Is it so hard to submit your will to the Church’s tradition that now you see your brothers as enemies?

We proclaim blessed Pius IX and St. Pius X as antidotes to this age of tomfoolery.

Why don’t you? It’s not that you don’t agree with us. It’s that we side with the all the popes of all time, not just the last 50 years, as well as the saints and the Theologians.

And the best you can do is the globbedygook they’re spilling from their liberal seminaries?
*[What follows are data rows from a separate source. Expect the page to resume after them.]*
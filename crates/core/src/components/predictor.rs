//! Hardwired predictor (§4.7): a test double with one boolean knob per
//! branch kind, for scripting exact predictor behavior in builder/fetcher
//! tests without pulling in a learning structure.

use crate::builder::ConfigContext;
use crate::common::SimResult;
use crate::link::{Component, ComponentId, ConnTable, Message, MessageKind};
use crate::packet::{BranchKind, PredictorPacket};

pub struct HardwiredPredictor {
    correct: [bool; 6],
    invocations: [u64; 6],
}

fn slot(kind: BranchKind) -> Option<usize> {
    match kind {
        BranchKind::Syscall => Some(0),
        BranchKind::SysRet => Some(1),
        BranchKind::Call => Some(2),
        BranchKind::Return => Some(3),
        BranchKind::Unconditional => Some(4),
        BranchKind::Conditional => Some(5),
        BranchKind::None => None,
    }
}

impl HardwiredPredictor {
    #[must_use]
    pub fn new() -> Self {
        Self { correct: [true; 6], invocations: [0; 6] }
    }
}

impl Default for HardwiredPredictor {
    fn default() -> Self {
        Self::new()
    }
}

impl Component for HardwiredPredictor {
    fn configure(&mut self, ctx: &mut ConfigContext<'_>) -> SimResult<()> {
        self.correct[0] = ctx.boolean("correctSyscall", Some(true))?;
        self.correct[1] = ctx.boolean("correctSysRet", Some(true))?;
        self.correct[2] = ctx.boolean("correctCall", Some(true))?;
        self.correct[3] = ctx.boolean("correctReturn", Some(true))?;
        self.correct[4] = ctx.boolean("correctUnconditional", Some(true))?;
        self.correct[5] = ctx.boolean("correctConditional", Some(true))?;
        Ok(())
    }

    fn clock(&mut self, id: ComponentId, conns: &mut ConnTable) {
        for inbound in conns.connections_owned_by(id) {
            while let Ok(Message::Predictor(PredictorPacket::Query(inst))) = conns.dequeue_request(inbound) {
                let response = match slot(inst.branch_kind) {
                    None => PredictorPacket::Unknown,
                    Some(i) => {
                        self.invocations[i] += 1;
                        if self.correct[i] {
                            PredictorPacket::Take
                        } else {
                            PredictorPacket::TakeTo(!inst.address)
                        }
                    }
                };
                let _ = conns.enqueue_response(inbound, Message::Predictor(response));
            }
        }
    }

    fn print_statistics(&self, name: &str, out: &mut dyn std::io::Write) -> std::io::Result<()> {
        const LABELS: [&str; 6] = ["syscall", "sysret", "call", "return", "unconditional", "conditional"];
        for (label, count) in LABELS.iter().zip(self.invocations) {
            writeln!(out, "{name}.invocations.{label}: {count}")?;
        }
        Ok(())
    }

    fn message_kind(&self) -> MessageKind {
        MessageKind::Predictor
    }
}

#[cfg(test)]
mod tests {
    use std::rc::Rc;

    use super::*;
    use crate::packet::StaticInstruction;

    fn inst(branch_kind: BranchKind) -> Rc<StaticInstruction> {
        Rc::new(StaticInstruction {
            address: 0x1000,
            size: 4,
            mnemonic: "b".to_string(),
            branch_kind,
            read_regs: vec![],
            write_regs: vec![],
            flags: Default::default(),
            num_std_mem_loads: 0,
            num_std_mem_stores: 0,
        })
    }

    #[test]
    fn unknown_branch_kind_gets_an_unknown_response() {
        let mut conns = ConnTable::new();
        let pred_id = ComponentId(1);
        let requester_id = ComponentId(2);
        let conn = conns.allocate(pred_id, requester_id, 4, MessageKind::Predictor);

        let mut pred = HardwiredPredictor::new();
        conns.enqueue_request(conn, Message::Predictor(PredictorPacket::Query(inst(BranchKind::None)))).unwrap();
        conns.swap(conn);
        pred.clock(pred_id, &mut conns);
        conns.swap(conn);

        assert!(matches!(conns.dequeue_response(conn), Ok(Message::Predictor(PredictorPacket::Unknown))));
    }

    #[test]
    fn correct_knob_predicts_take_with_no_target() {
        let mut conns = ConnTable::new();
        let pred_id = ComponentId(1);
        let requester_id = ComponentId(2);
        let conn = conns.allocate(pred_id, requester_id, 4, MessageKind::Predictor);

        let mut pred = HardwiredPredictor::new();
        conns.enqueue_request(conn, Message::Predictor(PredictorPacket::Query(inst(BranchKind::Conditional)))).unwrap();
        conns.swap(conn);
        pred.clock(pred_id, &mut conns);
        conns.swap(conn);

        assert!(matches!(conns.dequeue_response(conn), Ok(Message::Predictor(PredictorPacket::Take))));
        assert_eq!(pred.invocations[5], 1);
    }

    #[test]
    fn incorrect_knob_predicts_the_complemented_address() {
        let mut conns = ConnTable::new();
        let pred_id = ComponentId(1);
        let requester_id = ComponentId(2);
        let conn = conns.allocate(pred_id, requester_id, 4, MessageKind::Predictor);

        let mut pred = HardwiredPredictor { correct: [false; 6], invocations: [0; 6] };
        let query = inst(BranchKind::Call);
        let address = query.address;
        conns.enqueue_request(conn, Message::Predictor(PredictorPacket::Query(query))).unwrap();
        conns.swap(conn);
        pred.clock(pred_id, &mut conns);
        conns.swap(conn);

        match conns.dequeue_response(conn) {
            Ok(Message::Predictor(PredictorPacket::TakeTo(target))) => assert_eq!(target, !address),
            other => panic!("unexpected response: {other:?}"),
        }
    }
}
That’s the only crying shame here: that none take the tradition seriously enough to allow it to shape and mold them.
 
Serious question here, not looking for an argument. I understand this is the Catholic position regarding homosexuality, and it is also the (Orthodox) Jewish position. However, didn’t Jesus say something to the effect of adultery in the heart is similar to the deed itself? If so, wouldn’t this apply as well to homosexual attraction?
 
I think I know which verse you are referring to the good that. Is it this one?
“But I say to you, that whosoever shall look on a woman to lust after her, hath already committed adultery with her in his heart.” Matthew 5:28

It’s one thing to find a woman attractive and another to lust after her. With lust a person takes their thoughts too far. Thy shall not covet thy neighbor’s wife or goods. If someone has a homosexual attraction they should block it from their minds and stay away from all occasions that have anything to do with it. Then pray hard!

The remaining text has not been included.